> **TASK ITEM**
A single number is the whole answer: how many lines in this listing contain "label".

> **SOURCE DATA**
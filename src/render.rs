// Plain-text rendering of tasks and stats for the terminal

use crate::filter::Filter;
use crate::kv::KeyValueStore;
use crate::models::{Priority, Stats, Task};
use crate::store::TaskStore;
use chrono::NaiveDate;
use colored::Colorize;

pub const PROGRESS_WIDTH: usize = 20;

/// Short due-date label, e.g. "Jan 5"
pub fn format_due(date: NaiveDate) -> String {
    date.format("%b %-d").to_string()
}

fn priority_marker(priority: Priority, color: bool) -> String {
    let marker = match priority {
        Priority::Low => "!",
        Priority::Medium => "!!",
        Priority::High => "!!!",
    };
    let padded = format!("{:<3}", marker);
    if !color {
        return padded;
    }
    match priority {
        Priority::Low => padded.green().to_string(),
        Priority::Medium => padded.yellow().to_string(),
        Priority::High => padded.red().bold().to_string(),
    }
}

/// One line per task: id, checkbox, priority, text, optional due date
pub fn task_line(task: &Task, color: bool) -> String {
    let checkbox = if task.completed { "[x]" } else { "[ ]" };

    let text = if color && task.completed {
        task.text.strikethrough().dimmed().to_string()
    } else {
        task.text.clone()
    };

    let mut line = format!(
        "{:>13} {} {} {}",
        task.id.to_string(),
        checkbox,
        priority_marker(task.priority, color),
        text
    );

    if let Some(due) = task.due_date {
        let label = format!("({})", format_due(due));
        line.push(' ');
        if color {
            line.push_str(&label.cyan().to_string());
        } else {
            line.push_str(&label);
        }
    }

    line
}

/// Detailed, multi-line view of a single task
pub fn task_details(task: &Task) -> String {
    let mut out = String::new();
    out.push_str(&format!("id:        {}\n", task.id));
    out.push_str(&format!("text:      {}\n", task.text));
    out.push_str(&format!("completed: {}\n", task.completed));
    out.push_str(&format!("priority:  {}\n", task.priority));
    out.push_str(&format!("category:  {}\n", task.category));
    if let Some(due) = task.due_date {
        out.push_str(&format!("due:       {} ({})\n", due, format_due(due)));
    }
    if let Some(notes) = &task.notes {
        out.push_str(&format!("notes:     {}\n", notes));
    }
    out.push_str(&format!("created:   {}\n", task.created_at.format("%Y-%m-%d %H:%M")));
    out
}

/// Lines for the filtered view, or the filter's empty message
pub fn list<S: KeyValueStore>(store: &TaskStore<S>, filter: Filter, color: bool) -> Vec<String> {
    let lines: Vec<String> = store.filtered_view(filter).map(|t| task_line(t, color)).collect();
    if lines.is_empty() {
        return vec![filter.empty_message().to_string()];
    }
    lines
}

/// "1 task, 0 completed" / "3 tasks, 2 completed"
pub fn stats_line(stats: &Stats) -> String {
    let noun = if stats.total == 1 { "task" } else { "tasks" };
    format!("{} {}, {} completed", stats.total, noun, stats.completed)
}

/// "[##########..........] 50%"
pub fn progress_bar(stats: &Stats, width: usize) -> String {
    let filled = width * stats.percentage as usize / 100;
    format!(
        "[{}{}] {}%",
        "#".repeat(filled),
        ".".repeat(width - filled),
        stats.percentage
    )
}

/// Printed when the first task gets completed
pub fn celebration(color: bool) -> String {
    let msg = "*** First task done! Keep going! ***";
    if color {
        msg.bright_magenta().bold().to_string()
    } else {
        msg.to_string()
    }
}

#[cfg(test)]
mod tests {
    use super::*;
    use crate::kv::MemoryStore;
    use crate::models::{TaskDetails, TaskId};
    use chrono::Utc;

    fn task(text: &str) -> Task {
        Task::new(TaskId(1_700_000_000_000), TaskDetails::new(text), Utc::now()).unwrap()
    }

    #[test]
    fn test_format_due() {
        assert_eq!(format_due(NaiveDate::from_ymd_opt(2024, 1, 5).unwrap()), "Jan 5");
        assert_eq!(format_due(NaiveDate::from_ymd_opt(2024, 12, 25).unwrap()), "Dec 25");
    }

    #[test]
    fn test_task_line_plain() {
        let mut t = task("Buy milk");
        assert_eq!(task_line(&t, false), "1700000000000 [ ] !!  Buy milk");

        t.completed = true;
        t.due_date = NaiveDate::from_ymd_opt(2024, 1, 5);
        assert_eq!(task_line(&t, false), "1700000000000 [x] !!  Buy milk (Jan 5)");
    }

    #[test]
    fn test_task_details_plain() {
        let mut t = task("Buy milk");
        t.notes = Some("2 liters".to_string());
        let out = task_details(&t);
        assert!(out.contains("text:      Buy milk"));
        assert!(out.contains("priority:  medium"));
        assert!(out.contains("notes:     2 liters"));
        assert!(!out.contains("due:"));
    }

    #[test]
    fn test_list_empty_messages() {
        let mut store = TaskStore::open(MemoryStore::new()).unwrap();
        assert_eq!(list(&store, Filter::All, false), vec!["No tasks yet. Add one!"]);

        store.add("open").unwrap();
        assert_eq!(list(&store, Filter::Completed, false), vec!["No completed tasks yet!"]);
        assert_eq!(list(&store, Filter::Pending, false).len(), 1);
    }

    #[test]
    fn test_stats_line() {
        assert_eq!(stats_line(&Stats::from_counts(1, 0)), "1 task, 0 completed");
        assert_eq!(stats_line(&Stats::from_counts(3, 2)), "3 tasks, 2 completed");
        assert_eq!(stats_line(&Stats::from_counts(0, 0)), "0 tasks, 0 completed");
    }

    #[test]
    fn test_progress_bar() {
        assert_eq!(progress_bar(&Stats::from_counts(2, 1), 10), "[#####.....] 50%");
        assert_eq!(progress_bar(&Stats::from_counts(0, 0), 4), "[....] 0%");
        assert_eq!(progress_bar(&Stats::from_counts(1, 1), 4), "[####] 100%");
    }
}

> **WRITTEN REPLY**
4